Sea of Glory: America's Voyage of Discovery, the U.s. Exploring Expedition, 1838-1842 by Nathaniel Philbrick

Sea of Glory: America's Voyage of Discovery, the U.s. Exploring Expedition, 1838-1842 by Nathaniel Philbrick

Author:Nathaniel Philbrick
Language: eng
Format: mobi, epub
Tags: Ethnology, Oceania, Ethnological expeditions, United States, Polar Regions, 19th Century, History
ISBN: 9781435291003
Publisher: Paw Prints
Published: 2008-05-29T03:52:58.606833+00:00


On Friday, July 31, Reynolds was aboard the Vincennes, at anchor beside the Peacock off Vanua Levu, talking with William May. May was at work on a chart of the harbors of Tutuila in Samoa, which Reynolds had surveyed with Joseph Underwood. The two men got to talking about Underwood and began to speculate about when the surveying party might return.

Soon after, Reynolds was seated beside the stern window of the Vincennes’s cabin, working on a chart of Bua Bay, when a boat, followed by several others, rowed past the ship’s stern. He knew it must be the surveying party, but chose to continue with his work, being in the middle of a particularly difficult calculation. Suddenly May burst into the cabin, shouting, “Oh, Reynolds! Underwood and Henry are killed, murdered by the natives.”

That night, Alden told his tale—recounting the slow, agonizing unfolding of events that had led to the massacre on the beach and then the swift and overwhelming response. Like all of them, Reynolds felt nothing but anger and hatred for the natives of Malolo. “[L]et no one say that there was one life too many taken,” he insisted.

For Wilkes, the need for retaliation had not yet been laid to rest.

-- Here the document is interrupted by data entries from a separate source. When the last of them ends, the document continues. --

//! Appointment handlers: booking, lookup, workflow rules, and actions.

use axum::Json;
use axum::extract::{Path, Query, State};
use axum::http::StatusCode;
use uuid::Uuid;

use clinic_auth::rbac::Permission;
use clinic_core::error::{AppError, codes};
use clinic_core::types::pagination::PageResponse;
use clinic_entity::appointment::{
    Appointment, AppointmentAction, AppointmentDetail, AppointmentStatus, AvailableAction,
    action_catalogue, can_transition_to, transition_table,
};
use clinic_service::appointment::ActionInput;

use crate::dto::ApiResponse;
use crate::dto::request::{AppointmentListParams, CreateAppointmentBody, TransitionCheckParams};
use crate::dto::response::{TransitionCheckResponse, WorkflowResponse};
use crate::extractors::{AuthUser, OptionalJson, ValidatedJson};
use crate::middleware::rbac::{require_any, require_permission};
use crate::state::AppState;

/// GET /api/appointments
pub async fn list_appointments(
    State(state): State<AppState>,
    auth: AuthUser,
    Query(params): Query<AppointmentListParams>,
) -> Result<Json<ApiResponse<PageResponse<Appointment>>>, AppError> {
    require_any(
        &state,
        &auth,
        &[
            Permission::AppointmentReadOwn,
            Permission::AppointmentReadAssigned,
            Permission::AppointmentReadAll,
        ],
    )?;
    let (query, page) = params.into_parts();
    let result = state.appointment_service.list(&auth, query, page).await?;
    Ok(Json(ApiResponse::ok(result)))
}

/// POST /api/appointments
pub async fn create_appointment(
    State(state): State<AppState>,
    auth: AuthUser,
    ValidatedJson(body): ValidatedJson<CreateAppointmentBody>,
) -> Result<(StatusCode, Json<ApiResponse<AppointmentDetail>>), AppError> {
    require_permission(&state, &auth, Permission::AppointmentBook)?;
    let detail = state.appointment_service.create(&auth, body.into()).await?;
    Ok((StatusCode::CREATED, Json(ApiResponse::ok(detail))))
}

/// GET /api/appointments/{id}
pub async fn get_appointment(
    State(state): State<AppState>,
    auth: AuthUser,
    Path(id): Path<Uuid>,
) -> Result<Json<ApiResponse<AppointmentDetail>>, AppError> {
    let detail = state.appointment_service.get(&auth, id).await?;
    Ok(Json(ApiResponse::ok(detail)))
}

/// GET /api/appointments/workflow
///
/// Public: the rules are the same for everyone.
pub async fn workflow() -> Json<ApiResponse<WorkflowResponse>> {
    Json(ApiResponse::ok(WorkflowResponse {
        transitions: transition_table(),
        actions: action_catalogue(),
    }))
}

/// GET /api/appointments/transitions/check?from=&to=
pub async fn check_transition(
    Query(params): Query<TransitionCheckParams>,
) -> Result<Json<ApiResponse<TransitionCheckResponse>>, AppError> {
    let from: AppointmentStatus = params
        .from
        .parse()
        .map_err(|_| AppError::invalid_field("from", format!("Unknown status '{}'", params.from)))?;
    let to: AppointmentStatus = params
        .to
        .parse()
        .map_err(|_| AppError::invalid_field("to", format!("Unknown status '{}'", params.to)))?;

    Ok(Json(ApiResponse::ok(TransitionCheckResponse {
        from,
        to,
        allowed: can_transition_to(from, to),
    })))
}

/// GET /api/appointments/{id}/actions
pub async fn list_actions(
    State(state): State<AppState>,
    auth: AuthUser,
    Path(id): Path<Uuid>,
) -> Result<Json<ApiResponse<Vec<AvailableAction>>>, AppError> {
    let actions = state.appointment_service.actions(&auth, id).await?;
    Ok(Json(ApiResponse::ok(actions)))
}

/// POST /api/appointments/{id}/actions/{action}
pub async fn perform_action(
    State(state): State<AppState>,
    auth: AuthUser,
    Path((id, action)): Path<(Uuid, String)>,
    OptionalJson(input): OptionalJson<ActionInput>,
) -> Result<Json<ApiResponse<AppointmentDetail>>, AppError> {
    let action: AppointmentAction = action.parse()?;
    require_permission(&state, &auth, Permission::AppointmentAct)
        .map_err(|_| role_mismatch(action))?;

    let detail = state
        .appointment_service
        .perform_action(&auth, id, action, input)
        .await?;
    Ok(Json(ApiResponse::ok(detail)))
}

/// Denial for roles that never take workflow actions.
fn role_mismatch(action: AppointmentAction) -> AppError {
    AppError::forbidden(
        codes::ROLE_MISMATCH,
        format!(
            "Action '{action}' can only be performed by {}",
            action.performed_by()
        ),
    )
}
//! Persistence seam for synced holidays.

use async_trait::async_trait;

use clinic_core::result::AppResult;
use clinic_database::repositories::HolidayRepository;
use clinic_entity::holiday::{UpsertHoliday, UpsertOutcome};

/// Where synced holidays are written.
#[async_trait]
pub trait HolidayStore: Send + Sync + std::fmt::Debug + 'static {
    /// Insert or update by `(name, academic_year)`.
    async fn upsert(&self, holiday: &UpsertHoliday) -> AppResult<UpsertOutcome>;
}

#[async_trait]
impl HolidayStore for HolidayRepository {
    async fn upsert(&self, holiday: &UpsertHoliday) -> AppResult<UpsertOutcome> {
        HolidayRepository::upsert(self, holiday).await
    }
}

Privately, he blamed Alden for allowing Underwood and Henry to go on shore and for not keeping better track of the hostage. “[I]t is extremely difficult after such a distressing calamity to find fault,” he wrote Jane, “particularly when one is so nearly interested as I am in its results and when no possible good could come from the investigation.”

But it was Underwood whom he blamed the most. “[ I ]t was owing to the overconfidence of Lt. Underwood,” he wrote Jane. “[He] must have perceived the suspicious appearances about the natives but did not act upon them until it was too late.” Underwood was dead, but Wilkes would have his revenge. He ordered that the lieutenant’s personal effects be put up for auction. “There was a general feeling of indignation among the officers when this order was known,” Reynolds wrote. “They felt it would be sacrilege to deprive the widowed wife of the relics of her lost husband.” Underwood had been one of many officers who had drawn up his will prior to the Fiji survey, and the executor of that will, James Blair (who had been Wilkes Henry’s second during the duel at Valparaiso), protested Wilkes’s actions as “illegal and without precedent.” Wilkes’s malice and hurt would not be thwarted, however, and the auction went forward. “Decency and humanity were outraged in the Exhibition that followed,” Reynolds wrote.

But Wilkes was not finished. Upon the completion of the survey, Veidovi was transferred from the Peacock to the Vincennes. Under Hudson’s charge, the Fijian chief had been allowed on deck and had spoken frequently with the officers. But everything changed when he arrived on the Vincennes. “He soon found that Lieut. Wilkes was a very different white man from the humane Lieut. Hudson,” Reynolds wrote. Wilkes ordered that Veidovi be kept in confinement.